Your goal: In the data below, find the line that contains "the current span." and the line that contains "pub fn expanded(&self, factor: f64)". Copy both, plus every line between them, exactly.
START Provided data
//! HTML key/value table used for the summary statistics block.

/// Escapes `&`, `<` and `>` for safe embedding in HTML text nodes.
///
/// # Example
/// ```
/// use routeviz_chart::escape_html;
///
/// assert_eq!(escape_html("a < b & c"), "a &lt; b &amp; c");
/// ```
pub fn escape_html(input: &str) -> String {
    let mut escaped = String::with_capacity(input.len());
    for character in input.chars() {
        match character {
            '&' => escaped.push_str("&amp;"),
            '<' => escaped.push_str("&lt;"),
            '>' => escaped.push_str("&gt;"),
            other => escaped.push(other),
        }
    }
    escaped
}

/// Renders key/value pairs as a `<table class="keyValue">`.
///
/// Keys are escaped; values are inserted verbatim so callers can embed
/// pre-rendered markup such as coordinate strings built from HTML
/// entities.
pub fn key_value_table(entries: &[(String, String)]) -> String {
    let mut html = String::from("<table class=\"keyValue\">\n");
    for (key, value) in entries {
        html.push_str("  <tr><th>");
        html.push_str(&escape_html(key));
        html.push_str("</th><td>");
        html.push_str(value);
        html.push_str("</td></tr>\n");
    }
    html.push_str("</table>\n");
    html
}

#[cfg(test)]
mod tests {
    use super::*;

    #[test]
    fn test_escape_html_passes_plain_text_through() {
        assert_eq!(escape_html("Distance Travelled"), "Distance Travelled");
    }

    #[test]
    fn test_escape_html_rewrites_markup_characters() {
        assert_eq!(
            escape_html("<script>1 & 2</script>"),
            "&lt;script&gt;1 &amp; 2&lt;/script&gt;"
        );
    }

    #[test]
    fn test_key_value_table_layout() {
        let entries = [
            ("Fastest Speed".to_string(), "19.00 kph".to_string()),
            ("Average Altitude".to_string(), "116.50 m".to_string()),
        ];

        assert_eq!(
            key_value_table(&entries),
            "<table class=\"keyValue\">\n  \
             <tr><th>Fastest Speed</th><td>19.00 kph</td></tr>\n  \
             <tr><th>Average Altitude</th><td>116.50 m</td></tr>\n\
             </table>\n"
        );
    }

    #[test]
    fn test_key_value_table_keeps_entity_values_verbatim() {
        let entries = [(
            "Central Point".to_string(),
            "(0&#0176;00&#8217;00.0&#8221;N, 0&#0176;00&#8217;00.0&#8221;E)".to_string(),
        )];
        let html = key_value_table(&entries);

        assert!(html.contains("<td>(0&#0176;00&#8217;00.0&#8221;N"));
    }

    #[test]
    fn test_key_value_table_escapes_keys() {
        let entries = [("a & b".to_string(), "1".to_string())];

        assert!(key_value_table(&entries).contains("<th>a &amp; b</th>"));
    }

    #[test]
    fn test_empty_table() {
        assert_eq!(
            key_value_table(&[]),
            "<table class=\"keyValue\">\n</table>\n"
        );
    }
}
//! Error types for the chart crate.

use routeviz_stats::StatsError;
use thiserror::Error;

/// Result type alias for chart operations.
pub type Result<T> = std::result::Result<T, ChartError>;

/// Errors that can occur while rendering charts or reports.
#[derive(Debug, Error)]
pub enum ChartError {
    /// The drawing backend failed
    #[error("render error: {0}")]
    Render(String),

    /// Statistics computation failed
    #[error("statistics error: {0}")]
    Stats(#[from] StatsError),
}

/// Collapses a backend drawing error into a [`ChartError::Render`].
pub(crate) fn to_render_error<E: std::error::Error>(error: E) -> ChartError {
    ChartError::Render(error.to_string())
}
//! Telemetry row type shared by the loaders and the aggregator.

use chrono::{DateTime, Utc};
use routeviz_geo::Coordinate;
use serde::{Deserialize, Serialize};

/// One GPS telemetry sample.
///
/// Rows are plain values, expected in capture order. Altitude is in
/// meters; speed is carried through in whatever unit the recorder used.
#[derive(Debug, Clone, Copy, PartialEq, Serialize, Deserialize)]
pub struct TelemetryRow {
    /// Capture time of the sample.
    pub time: DateTime<Utc>,
    /// Latitude in decimal degrees.
    pub latitude: f64,
    /// Longitude in decimal degrees.
    pub longitude: f64,
    /// Altitude in meters.
    pub altitude: f64,
    /// Speed in the recorder's unit.
    pub speed: f64,
}

impl TelemetryRow {
    /// The position of this sample as a coordinate.
    #[inline]
    pub fn coordinate(&self) -> Coordinate {
        Coordinate::new(self.latitude, self.longitude)
    }
}

#[cfg(test)]
mod tests {
    use super::*;

    #[test]
    fn test_coordinate_accessor() {
        let row = TelemetryRow {
            time: DateTime::from_timestamp(0, 0).unwrap(),
            latitude: 53.387135,
            longitude: -1.464492,
            altitude: 98.0,
            speed: 12.4,
        };
        assert_eq!(row.coordinate(), Coordinate::new(53.387135, -1.464492));
    }
}
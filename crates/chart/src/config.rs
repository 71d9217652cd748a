//! Chart geometry shared by the line charts and the route map.

use serde::{Deserialize, Serialize};

/// Pixel margins around the plot area.
///
/// The left and bottom margins double as the axis label areas, so they
/// are larger on charts with long tick labels.
#[derive(Debug, Clone, Copy, PartialEq, Eq, Serialize, Deserialize)]
pub struct Margins {
    /// Space above the plot area.
    pub top: u32,
    /// Space to the right of the plot area.
    pub right: u32,
    /// Space below the plot area, holding the x axis labels.
    pub bottom: u32,
    /// Space to the left of the plot area, holding the y axis labels.
    pub left: u32,
}

impl Margins {
    /// Creates margins in CSS order: top, right, bottom, left.
    #[inline]
    pub fn new(top: u32, right: u32, bottom: u32, left: u32) -> Self {
        Self { top, right, bottom, left }
    }
}

/// Overall size and margins of a rendered chart.
#[derive(Debug, Clone, Copy, PartialEq, Eq, Serialize, Deserialize)]
pub struct ChartGeometry {
    /// Total chart width in pixels.
    pub width: u32,
    /// Total chart height in pixels.
    pub height: u32,
    /// Margins around the plot area.
    pub margins: Margins,
}

impl ChartGeometry {
    /// The default geometry for time-series line charts.
    pub fn line_chart() -> Self {
        Self {
            width: 600,
            height: 400,
            margins: Margins::new(25, 25, 55, 45),
        }
    }

    /// The default geometry for the route map, with wider label areas
    /// for the degrees/minutes/seconds ticks.
    pub fn route_map() -> Self {
        Self {
            width: 600,
            height: 400,
            margins: Margins::new(25, 25, 70, 70),
        }
    }

    /// Plot area width in pixels, excluding margins.
    #[inline]
    pub fn inner_width(&self) -> f64 {
        let margins = self.margins.left.saturating_add(self.margins.right);
        self.width.saturating_sub(margins) as f64
    }

    /// Plot area height in pixels, excluding margins.
    #[inline]
    pub fn inner_height(&self) -> f64 {
        let margins = self.margins.top.saturating_add(self.margins.bottom);
        self.height.saturating_sub(margins) as f64
    }
}
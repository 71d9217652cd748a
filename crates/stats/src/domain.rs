//! Axis domains for chart rendering.
//!
//! Line charts get simple padded ranges. The route map needs more care:
//! its two axes are balanced so a kilometer spans the same number of
//! pixels vertically and horizontally, which keeps the drawn route from
//! stretching.

use chrono::{DateTime, Utc};
use routeviz_geo::Coordinate;
use serde::{Deserialize, Serialize};

use crate::error::{Result, StatsError};
use crate::row::TelemetryRow;

/// The numeric range an axis must cover to display all data points.
#[derive(Debug, Clone, Copy, PartialEq, Serialize, Deserialize)]
pub struct AxisDomain {
    /// Lower bound of the axis.
    pub min: f64,
    /// Upper bound of the axis.
    pub max: f64,
}

impl AxisDomain {
    /// Creates a domain from its bounds.
    #[inline]
    pub fn new(min: f64, max: f64) -> Self {
        Self { min, max }
    }

    /// Width of the domain.
    #[inline]
    pub fn span(&self) -> f64 {
        self.max - self.min
    }

    /// Extends both ends by `fraction` of the current span.
    pub fn padded(&self, fraction: f64) -> Self {
        let buffer = fraction * self.span();
        Self::new(self.min - buffer, self.max + buffer)
    }

    /// Multiplies the span by `factor`, keeping the midpoint fixed.
    pub fn expanded(&self, factor: f64) -> Self {
        let buffer = (self.span() * factor - self.span()) / 2.0;
        Self::new(self.min - buffer, self.max + buffer)
    }
}

/// Paired latitude/longitude domains for the route map.
#[derive(Debug, Clone, Copy, PartialEq, Serialize, Deserialize)]
pub struct RouteDomains {
    /// Vertical (latitude) axis domain.
    pub latitude: AxisDomain,
    /// Horizontal (longitude) axis domain.
    pub longitude: AxisDomain,
}

/// Calculates map domains so the scale on the x and y axis is roughly
/// the same in km (they can't be completely the same, because the earth
/// is not flat).
///
/// Both observed ranges are padded by 10% on each side, then measured in
/// kilometers through the route's mean position. Whichever axis covers
/// fewer kilometers per pixel of `inner_width`/`inner_height` has its
/// domain symmetrically expanded until both axes match. Axes with zero
/// physical extent are left unbalanced rather than expanded to infinity.
///
/// # Arguments
/// * `rows` - Telemetry samples
/// * `inner_width` - Plot area width in pixels, excluding margins
/// * `inner_height` - Plot area height in pixels, excluding margins
///
/// # Errors
/// Returns [`StatsError::EmptyInput`] when `rows` is empty.
pub fn route_domains(rows: &[TelemetryRow], inner_width: f64, inner_height: f64) -> Result<RouteDomains> {
    if rows.is_empty() {
        return Err(StatsError::EmptyInput);
    }

    let mut min_lat = f64::INFINITY;
    let mut max_lat = f64::NEG_INFINITY;
    let mut sum_lat = 0.0;
    let mut min_lon = f64::INFINITY;
    let mut max_lon = f64::NEG_INFINITY;
    let mut sum_lon = 0.0;

    for row in rows {
        min_lat = min_lat.min(row.latitude);
        max_lat = max_lat.max(row.latitude);
        sum_lat += row.latitude;
        min_lon = min_lon.min(row.longitude);
        max_lon = max_lon.max(row.longitude);
        sum_lon += row.longitude;
    }

    let count = rows.len() as f64;
    let avg_lat = sum_lat / count;
    let avg_lon = sum_lon / count;

    let latitude = AxisDomain::new(min_lat, max_lat).padded(0.10);
    let longitude = AxisDomain::new(min_lon, max_lon).padded(0.10);

    // Physical extent of each padded axis, measured through the mean position
    let bottom_center = Coordinate::new(latitude.min, avg_lon);
    let top_center = Coordinate::new(latitude.max, avg_lon);
    let middle_left = Coordinate::new(avg_lat, longitude.min);
    let middle_right = Coordinate::new(avg_lat, longitude.max);

    let latitude_distance = bottom_center.distance_in_km(&top_center);
    let longitude_distance = middle_left.distance_in_km(&middle_right);

    let y_scale = latitude_distance / inner_height;
    let x_scale = longitude_distance / inner_width;

    if x_scale > 0.0 && x_scale < y_scale {
        Ok(RouteDomains {
            latitude,
            longitude: longitude.expanded(y_scale / x_scale),
        })
    } else if y_scale > 0.0 && y_scale < x_scale {
        Ok(RouteDomains {
            latitude: latitude.expanded(x_scale / y_scale),
            longitude,
        })
    } else {
        Ok(RouteDomains { latitude, longitude })
    }
}

/// Vertical domain for the speed chart: zero up to 110% of the fastest speed.
///
/// # Errors
/// Returns [`StatsError::EmptyInput`] when `rows` is empty.
pub fn speed_domain(rows: &[TelemetryRow]) -> Result<AxisDomain> {
    if rows.is_empty() {
        return Err(StatsError::EmptyInput);
    }

    let fastest = rows.iter().map(|row| row.speed).fold(f64::NEG_INFINITY, f64::max);
    Ok(AxisDomain::new(0.0, 1.1 * fastest))
}

/// Vertical domain for the altitude chart: the observed range padded by
/// 10% on each side.
///
/// # Errors
/// Returns [`StatsError::EmptyInput`] when `rows` is empty.
pub fn altitude_domain(rows: &[TelemetryRow]) -> Result<AxisDomain> {
    if rows.is_empty() {
        return Err(StatsError::EmptyInput);
    }

    let mut min = f64::INFINITY;
    let mut max = f64::NEG_INFINITY;
    for row in rows {
        min = min.min(row.altitude);
        max = max.max(row.altitude);
    }

    Ok(AxisDomain::new(min, max).padded(0.10))
}

/// Horizontal domain covering the observed capture times.
///
/// # Errors
/// Returns [`StatsError::EmptyInput`] when `rows` is empty.
pub fn time_domain(rows: &[TelemetryRow]) -> Result<(DateTime<Utc>, DateTime<Utc>)> {
    let first = match rows.first() {
        Some(row) => row.time,
        None => return Err(StatsError::EmptyInput),
    };

    let mut earliest = first;
    let mut latest = first;
    for row in rows {
        if row.time < earliest {
            earliest = row.time;
        }
        if row.time > latest {
            latest = row.time;
        }
    }

    Ok((earliest, latest))
}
END Provided data
Reply to the task:
    /// Extends both ends by `fraction` of the current span.
    pub fn padded(&self, fraction: f64) -> Self {
        let buffer = fraction * self.span();
        Self::new(self.min - buffer, self.max + buffer)
    }

    /// Multiplies the span by `factor`, keeping the midpoint fixed.
    pub fn expanded(&self, factor: f64) -> Self {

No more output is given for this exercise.